Re: [sqoop-user] Support for partitioning during export into HDFS

Posted by Ken Krugler <kk...@transpac.com>.

Hi David,

On Sep 4, 2011, at 9:01pm, David Robson wrote:

> Hi Ken,
>  
> We thought you wanted each mapper to run against an individual partition – if you want to just pull out a specific partition say the JAN2010 partition - you can achieve that in OraOop currently using a WHERE clause that would only pick that partition.

> OraOop would then split the blocks of the entire table across all the mappers – the problem of course a lot of those blocks would not match the WHERE clause and hence not be selecting any rows. From my testing – Oracle seems to be smart enough that if you request rowid ranges and also specify a WHERE clause on the partition key such that no rows could match – it realises this and does not actually read the blocks. So OraOop would get maximum performance in this case (aside from the slight overhead to work out there were no blocks in that range – which shouldn’t be much in the scheme of a big import job).
>  
> The main problem here is because OraOop is splitting across all the partitions – it could potentially be unbalanced and some mappers would process more rows than others. Are you experiencing problems with mappers being unbalanced? You can try changing the oraoop.block.allocation property to RANDOM (by default it is ROUNDROBIN).
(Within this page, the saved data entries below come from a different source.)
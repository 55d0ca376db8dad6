// Licensed to the Apache Software Foundation (ASF) under one
// or more contributor license agreements.  See the NOTICE file
// distributed with this work for additional information
// regarding copyright ownership.  The ASF licenses this file
// to you under the Apache License, Version 2.0 (the
// "License"); you may not use this file except in compliance
// with the License.  You may obtain a copy of the License at
//
//   http://www.apache.org/licenses/LICENSE-2.0
//
// Unless required by applicable law or agreed to in writing,
// software distributed under the License is distributed on an
// "AS IS" BASIS, WITHOUT WARRANTIES OR CONDITIONS OF ANY
// KIND, either express or implied.  See the License for the
// specific language governing permissions and limitations
// under the License.

//! Borealis error types

use std::error::Error;
use std::fmt::{Display, Formatter};
use std::io;
use std::result;

pub type Result<T> = result::Result<T, BorealisError>;

/// Borealis error
#[derive(Debug)]
pub enum BorealisError {
    /// Malformed input, unknown job, illegal operator transition, duplicate job.
    InvalidRequest(String),
    /// The requested entity does not exist.
    NotFound(String),
    /// Missing or insufficient credentials.
    AuthFailed(String),
    /// Scheduling domain violation, e.g. quota exceeded or cron collision.
    ScheduleError(String),
    /// Mutation attempted against a key locked by another holder.
    LockError(String),
    /// Backup not found, staging conflict, or corrupt snapshot.
    RecoveryError(String),
    /// The underlying log is unavailable or replay failed.
    StorageError(String),
    /// A bounded wait was exhausted.
    Timeout(String),
    /// A wait was interrupted before completion.
    Interrupted,
    IoError(io::Error),
    SerdeError(serde_json::Error),
    /// Unanticipated invariant violation.
    Internal(String),
}

impl From<io::Error> for BorealisError {
    fn from(e: io::Error) -> Self {
        BorealisError::IoError(e)
    }
}

impl From<serde_json::Error> for BorealisError {
    fn from(e: serde_json::Error) -> Self {
        BorealisError::SerdeError(e)
    }
}

impl Display for BorealisError {
    fn fmt(&self, f: &mut Formatter) -> std::fmt::Result {
        match self {
            BorealisError::InvalidRequest(desc) => {
                write!(f, "Invalid request: {desc}")
            }
            BorealisError::NotFound(desc) => write!(f, "Not found: {desc}"),
            BorealisError::AuthFailed(desc) => {
                write!(f, "Authentication failed: {desc}")
            }
            BorealisError::ScheduleError(desc) => {
                write!(f, "Scheduling error: {desc}")
            }
            BorealisError::LockError(desc) => write!(f, "Lock error: {desc}"),
            BorealisError::RecoveryError(desc) => {
                write!(f, "Recovery error: {desc}")
            }
            BorealisError::StorageError(desc) => {
                write!(f, "Storage error: {desc}")
            }
            BorealisError::Timeout(desc) => write!(f, "Timed out: {desc}"),
            BorealisError::Interrupted => write!(f, "Interrupted"),
            BorealisError::IoError(e) => write!(f, "IO error: {e}"),
            BorealisError::SerdeError(e) => write!(f, "Serde error: {e}"),
            BorealisError::Internal(desc) => {
                write!(f, "Internal error: {desc}")
            }
        }
    }
}

impl Error for BorealisError {}

/// Wire-level response codes carried by every RPC response. The RPC surface
/// itself lives outside this crate; this is the translation contract it uses.
#[derive(Debug, Clone, Copy, PartialEq, Eq)]
pub enum ResponseCode {
    Ok,
    InvalidRequest,
    AuthFailed,
    Error,
    Warning,
}

impl From<&BorealisError> for ResponseCode {
    fn from(e: &BorealisError) -> Self {
        match e {
            BorealisError::InvalidRequest(_)
            | BorealisError::NotFound(_)
            | BorealisError::LockError(_)
            | BorealisError::ScheduleError(_) => ResponseCode::InvalidRequest,
            BorealisError::AuthFailed(_) => ResponseCode::AuthFailed,
            _ => ResponseCode::Error,
        }
    }
}

#[cfg(test)]
mod test {
    use super::*;

    #[test]
    fn test_response_code_translation() {
        let cases = vec![
            (
                BorealisError::InvalidRequest("bad".to_owned()),
                ResponseCode::InvalidRequest,
            ),
            (
                BorealisError::LockError("held".to_owned()),
                ResponseCode::InvalidRequest,
            ),
            (
                BorealisError::AuthFailed("who".to_owned()),
                ResponseCode::AuthFailed,
            ),
            (
                BorealisError::StorageError("log".to_owned()),
                ResponseCode::Error,
            ),
            (
                BorealisError::Timeout("kill".to_owned()),
                ResponseCode::Error,
            ),
        ];

        for (error, expected) in cases {
            assert_eq!(ResponseCode::from(&error), expected);
        }
    }
}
No, I don't believe so - at least not when OraOop is actually getting used.

> Also Oracle should not spawn any parallel queries for OraOop queries – we have specifically disabled it as it would cause overhead on the database.

OK, great - that's good to know.

> So in summary – to get the best possible performance you should run one OraOop job that fetches all the rows you want – and OraOop should balance the data across all the mappers and try to minimise the load on the DB by only reading each block once. The ROWIDs we scan also have the partition ID in them so we only ever scan one partition at a time – then UNION ALL the results together – as you have probably seen if you trace a session.
>  
> If there is a particular import job you are trying to tune you could send us some details about it – some screenshots from OEM and log files etc and we could have a look at it with you.

Thanks for that offer.

We're improving performance (up to 50M rows/min best case) by tuning other parameters, so feeling better about the status.

Regards,

-- Ken


> From: Ken Krugler [mailto:kkrugler_lists@transpac.com] 
> Sent: Sunday, 4 September 2011 6:49 AM
> To: sqoop-user@incubator.apache.org
> Subject: Re: [sqoop-user] Support for partitioning during export into HDFS
>  
> Hi Peter,
>  
> On Sep 1, 2011, at 4:52pm, Peter Hall wrote:
> 
> 
> Hi Ken,
> 
> We did initially consider an approach similar to what you suggest, but decided not to go with it due to complexities when the number of mappers is different to the number of partitions.
>  
> OK - but note that what I'm asking for is the ability to restrict a given Sqoop import request to one partition.
>  
> We can run multiple of these in parallel, if that would improve our throughput.
>  
> Given that we've got billions of rows coming from a single DB, we're looking to maximize performance here, thus the interest in this topic.
> 
> 
> Instead we are breaking up the blocks in the table and spreading them across all the mappers and doing ROWID range scans. So all mappers could be reading from all partitions - but they would only be reading part of each.
>  
> Since the ROWID range scans are not partition specific, wouldn't this cause Oracle to spawn 16 parallel queries (one per partition)?
>  
> Also, typically wouldn't a range of ROWIDs be in one partition (or maybe two), if we have num mappers == num partitions?
>  
> So the queries in all the other partitions would match nothing.
>  
> Just wanting to make sure I understand what's happening under the hood, here.
>  
> Thanks,
>  
> -- Ken
> 
> 
> Splitting by PARTITION may provide slightly better performance, but we don't believe it would be a huge difference.
> 
> Regards,
> Peter Hall
> Quest Software
>  
> Hi there,
> 
> For maximum performance when pulling data, it seems like we'd want to run multiple Sqoops in parallel against the available partitions in a table.
> 
> That would require adding 'PARTITION <partition_name> to the select statement, something like:
> 
> select * from <table_name> PARTITION <partition_name> where <condition>;
> 
> 1. Does this make sense, both for general Sqoop and specifically OraOop?
> 
> 2. Is there a way to do this now, or would Sqoop (and OraOop) need to be extended?
> 
> Thanks,
> 
> -- Ken
> --------------------------
> Ken Krugler
> +1 530-210-6378
> http://bixolabs.com
> custom big data solutions & training
> Hadoop, Cascading, Mahout & Solr
> 
> 
>  
> --------------------------------------------
> http://about.me/kkrugler
> +1 530-210-6378
>  
>  
> 
>  

--------------------------
Ken Krugler
+1 530-210-6378
http://bixolabs.com
custom big data solutions & training
Hadoop, Cascading, Mahout & Solr

RE: [sqoop-user] Support for partitioning during export into HDFS

Posted by David Robson <Da...@quest.com>.

Hi Ken,

We thought you wanted each mapper to run against an individual partition - if you want to just pull out a specific partition say the JAN2010 partition - you can achieve that in OraOop currently using a WHERE clause that would only pick that partition.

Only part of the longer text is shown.